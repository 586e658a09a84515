//! One Click LCA export reader with encoding and delimiter auto-detection.
//!
//! An export is laid out as:
//!
//! - line 1: metadata keys (`Entity users`, `Project name`, `Design name`,
//!   `Indicator name`)
//! - line 2: metadata values
//! - line 3: column headers, truncated at the first blank header
//! - line 4+: one row per material and life-cycle section
//!
//! Columns are addressed by header name only.

use std::path::Path;

use crate::error::{SourceError, SourceResult};
use crate::models::RawRow;

pub const ENTITY_USERS: &str = "Entity users";
pub const PROJECT_NAME: &str = "Project name";
pub const DESIGN_NAME: &str = "Design name";
pub const INDICATOR_NAME: &str = "Indicator name";

/// Metadata block of an export.
#[derive(Debug, Clone, Default, PartialEq)]
pub struct ExportMetadata {
    pub entity_users: Vec<String>,
    pub project_name: String,
    pub design_name: String,
    pub indicator_name: String,
}

/// Result of parsing an export
#[derive(Debug, Clone)]
pub struct ExportTable {
    pub metadata: ExportMetadata,
    /// Column headers
    pub headers: Vec<String>,
    /// Content rows
    pub rows: Vec<RawRow>,
    /// Detected or used encoding
    pub encoding: String,
    /// Detected or used delimiter
    pub delimiter: char,
}

/// Detect the encoding of raw bytes.
///
/// Valid UTF-8 is taken as is; anything else goes through chardet.
pub fn detect_encoding(bytes: &[u8]) -> String {
    if std::str::from_utf8(bytes).is_ok() {
        return "utf-8".to_string();
    }
    let charset = chardet::detect(bytes).0;

    match charset.to_lowercase().as_str() {
        "ascii" | "utf-8" | "utf8" => "utf-8".to_string(),
        "iso-8859-1" | "iso-8859-15" | "latin-1" | "latin1" => "iso-8859-1".to_string(),
        "windows-1252" | "cp1252" => "windows-1252".to_string(),
        "utf-16le" | "utf-16be" | "utf-16" => charset.to_lowercase(),
        _ => charset,
    }
}

/// Decode bytes to string using the specified encoding
pub fn decode_content(bytes: &[u8], encoding: &str) -> SourceResult<String> {
    let decoded = match encoding.to_lowercase().as_str() {
        "utf-8" | "utf8" | "ascii" => String::from_utf8_lossy(bytes).to_string(),
        "iso-8859-1" | "latin-1" | "latin1" => {
            encoding_rs::ISO_8859_15.decode(bytes).0.to_string()
        }
        "windows-1252" | "cp1252" => encoding_rs::WINDOWS_1252.decode(bytes).0.to_string(),
        other => match encoding_rs::Encoding::for_label(other.as_bytes()) {
            Some(enc) => {
                let (text, _, had_errors) = enc.decode(bytes);
                if had_errors {
                    return Err(SourceError::EncodingError(format!(
                        "content is not valid {}",
                        enc.name()
                    )));
                }
                text.to_string()
            }
            None => String::from_utf8_lossy(bytes).to_string(),
        },
    };
    Ok(decoded.trim_start_matches('\u{feff}').to_string())
}

/// Detect the delimiter by counting occurrences in the metadata key line.
///
/// Content lines are not used: decimal commas would skew the count.
pub fn detect_delimiter(content: &str) -> char {
    let first_line = content.lines().next().unwrap_or("");

    let separators = [';', ',', '\t', '|'];
    let mut best_sep = ';';
    let mut best_count = 0;

    for &sep in &separators {
        let count = first_line.matches(sep).count();
        if count > best_count {
            best_count = count;
            best_sep = sep;
        }
    }

    best_sep
}

/// Split content into records (quoted fields may hold delimiters).
fn read_records(content: &str, delimiter: char) -> SourceResult<Vec<Vec<String>>> {
    let delimiter = u8::try_from(delimiter)
        .map_err(|_| SourceError::ParseError(format!("unsupported delimiter '{}'", delimiter)))?;
    let mut reader = csv::ReaderBuilder::new()
        .has_headers(false)
        .flexible(true)
        .delimiter(delimiter)
        .from_reader(content.as_bytes());

    let mut records = Vec::new();
    for record in reader.records() {
        let record = record?;
        records.push(record.iter().map(|c| c.trim().to_string()).collect());
    }
    Ok(records)
}

fn is_blank(record: &[String]) -> bool {
    record.iter().all(|c| c.is_empty())
}

fn parse_metadata(keys: &[String], values: &[String]) -> SourceResult<ExportMetadata> {
    let value_of = |key: &str| -> Option<String> {
        keys.iter()
            .position(|k| k == key)
            .map(|i| values.get(i).cloned().unwrap_or_default())
    };

    let known = [ENTITY_USERS, PROJECT_NAME, DESIGN_NAME, INDICATOR_NAME];
    if known.iter().all(|k| value_of(k).is_none()) {
        return Err(SourceError::NoMetadata);
    }

    Ok(ExportMetadata {
        entity_users: value_of(ENTITY_USERS)
            .unwrap_or_default()
            .split(',')
            .map(|u| u.trim().to_string())
            .filter(|u| !u.is_empty())
            .collect(),
        project_name: value_of(PROJECT_NAME).unwrap_or_default(),
        design_name: value_of(DESIGN_NAME).unwrap_or_default(),
        indicator_name: value_of(INDICATOR_NAME).unwrap_or_default(),
    })
}

/// Read only the metadata block of an export.
pub fn parse_export_metadata(content: &str, delimiter: char) -> SourceResult<ExportMetadata> {
    if content.trim().is_empty() {
        return Err(SourceError::EmptyFile);
    }
    let records = read_records(content, delimiter)?;
    match (records.first(), records.get(1)) {
        (Some(keys), Some(values)) => parse_metadata(keys, values),
        _ => Err(SourceError::NoMetadata),
    }
}

/// Parse a decoded export with an explicit delimiter.
pub fn parse_export(content: &str, delimiter: char, encoding: String) -> SourceResult<ExportTable> {
    if content.trim().is_empty() {
        return Err(SourceError::EmptyFile);
    }
    let records = read_records(content, delimiter)?;

    let metadata = match (records.first(), records.get(1)) {
        (Some(keys), Some(values)) => parse_metadata(keys, values)?,
        _ => return Err(SourceError::NoMetadata),
    };

    let headers: Vec<String> = records
        .get(2)
        .map(|line| line.iter().take_while(|h| !h.is_empty()).cloned().collect())
        .unwrap_or_default();
    if headers.is_empty() {
        return Err(SourceError::NoHeaders);
    }

    let rows: Vec<RawRow> = records
        .iter()
        .skip(3)
        .filter(|record| !is_blank(record))
        .map(|record| {
            RawRow::from_pairs(
                headers
                    .iter()
                    .zip(record.iter())
                    .map(|(h, c)| (h.clone(), c.clone())),
            )
        })
        .collect();
    if rows.is_empty() {
        return Err(SourceError::NoContent);
    }

    Ok(ExportTable {
        metadata,
        headers,
        rows,
        encoding,
        delimiter,
    })
}

/// Parse export bytes with auto-detection of encoding and (unless given)
/// delimiter.
pub fn parse_bytes_auto(bytes: &[u8], delimiter: Option<char>) -> SourceResult<ExportTable> {
    if bytes.is_empty() {
        return Err(SourceError::EmptyFile);
    }
    let encoding = detect_encoding(bytes);
    let content = decode_content(bytes, &encoding)?;
    let delimiter = delimiter.unwrap_or_else(|| detect_delimiter(&content));

    parse_export(&content, delimiter, encoding)
}

/// Metadata only, from raw bytes.
pub fn parse_metadata_auto(bytes: &[u8], delimiter: Option<char>) -> SourceResult<ExportMetadata> {
    if bytes.is_empty() {
        return Err(SourceError::EmptyFile);
    }
    let encoding = detect_encoding(bytes);
    let content = decode_content(bytes, &encoding)?;
    let delimiter = delimiter.unwrap_or_else(|| detect_delimiter(&content));

    parse_export_metadata(&content, delimiter)
}

/// Parse an export file with auto-detection of encoding and delimiter.
pub fn parse_file_auto<P: AsRef<Path>>(path: P, delimiter: Option<char>) -> SourceResult<ExportTable> {
    let bytes = std::fs::read(path.as_ref())?;
    parse_bytes_auto(&bytes, delimiter)
}

#[cfg(test)]
mod tests {
    use super::*;

    const EXPORT: &str = "Entity users;Project name;Design name;Indicator name
\"alice@example.com, bob@example.com\";Office;Design 1;LCA for BREEAM UK
Section;Resource;RICS category;User input;Global warming kg CO₂e;;Ignored
A1-A3;Concrete;2.1 Frame;12,5;100;;x
A4;Concrete;2.1 Frame;12,5;3.5;;x
;;;;;;
";

    #[test]
    fn test_parse_export_layout() {
        let table = parse_export(EXPORT, ';', "utf-8".into()).unwrap();

        assert_eq!(table.metadata.entity_users, vec!["alice@example.com", "bob@example.com"]);
        assert_eq!(table.metadata.project_name, "Office");
        assert_eq!(table.metadata.design_name, "Design 1");
        assert_eq!(table.metadata.indicator_name, "LCA for BREEAM UK");
        assert_eq!(
            table.headers,
            vec!["Section", "Resource", "RICS category", "User input", "Global warming kg CO₂e"]
        );
        assert_eq!(table.rows.len(), 2);
        assert_eq!(table.rows[0].text("Section"), "A1-A3");
        assert_eq!(table.rows[0].text("User input"), "12,5");
        assert_eq!(table.rows[1].text("Global warming kg CO₂e"), "3.5");
        assert!(!table.rows[0].has_column("Ignored"));
    }

    #[test]
    fn test_empty_export() {
        assert!(matches!(parse_export("", ';', "utf-8".into()), Err(SourceError::EmptyFile)));
        assert!(matches!(parse_bytes_auto(b"", None), Err(SourceError::EmptyFile)));
    }

    #[test]
    fn test_missing_parts() {
        let only_keys = "Entity users;Project name\n";
        assert!(matches!(
            parse_export(only_keys, ';', "utf-8".into()),
            Err(SourceError::NoMetadata)
        ));

        let unknown_keys = "Foo;Bar\n1;2\nSection;Resource\nA4;x\n";
        assert!(matches!(
            parse_export(unknown_keys, ';', "utf-8".into()),
            Err(SourceError::NoMetadata)
        ));

        let no_headers = "Project name;Indicator name\nP;DGNB\n;;\n";
        assert!(matches!(
            parse_export(no_headers, ';', "utf-8".into()),
            Err(SourceError::NoHeaders)
        ));

        let no_content = "Project name;Indicator name\nP;DGNB\nSection;Resource\n";
        assert!(matches!(
            parse_export(no_content, ';', "utf-8".into()),
            Err(SourceError::NoContent)
        ));
    }

    #[test]
    fn test_metadata_only() {
        let metadata = parse_metadata_auto(EXPORT.as_bytes(), None).unwrap();
        assert_eq!(metadata.project_name, "Office");
    }

    #[test]
    fn test_detect_delimiter_semicolon() {
        assert_eq!(detect_delimiter("a;b;c\n1,2;3"), ';');
    }

    #[test]
    fn test_detect_delimiter_comma() {
        assert_eq!(detect_delimiter("a,b,c\n1,2,3"), ',');
    }

    #[test]
    fn test_detect_delimiter_tab() {
        assert_eq!(detect_delimiter("a\tb\tc\n1\t2\t3"), '\t');
    }

    #[test]
    fn test_auto_parse_comma_export() {
        let csv = "Project name,Indicator name\nP,DGNB\nSection,Resource\nA4,Steel\n";
        let table = parse_bytes_auto(csv.as_bytes(), None).unwrap();
        assert_eq!(table.delimiter, ',');
        assert_eq!(table.encoding, "utf-8");
        assert_eq!(table.rows[0].text("Resource"), "Steel");
    }

    #[test]
    fn test_bom_is_stripped() {
        let mut bytes = vec![0xEF, 0xBB, 0xBF];
        bytes.extend_from_slice(b"Project name;Indicator name\nP;DGNB\nSection;Resource\nA4;Steel\n");
        let table = parse_bytes_auto(&bytes, None).unwrap();
        assert_eq!(table.metadata.project_name, "P");
    }

    #[test]
    fn test_latin1_decoding() {
        // "Société" in ISO-8859-1
        let bytes: &[u8] = &[0x53, 0x6F, 0x63, 0x69, 0xE9, 0x74, 0xE9];
        let decoded = decode_content(bytes, "iso-8859-1").unwrap();
        assert_eq!(decoded, "Société");
    }
}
###
What you have to do. Copy every line above in which the string "Option" shows up.

Your solution.
    let value_of = |key: &str| -> Option<String> {
pub fn parse_bytes_auto(bytes: &[u8], delimiter: Option<char>) -> SourceResult<ExportTable> {
pub fn parse_metadata_auto(bytes: &[u8], delimiter: Option<char>) -> SourceResult<ExportMetadata> {
pub fn parse_file_auto<P: AsRef<Path>>(path: P, delimiter: Option<char>) -> SourceResult<ExportTable> {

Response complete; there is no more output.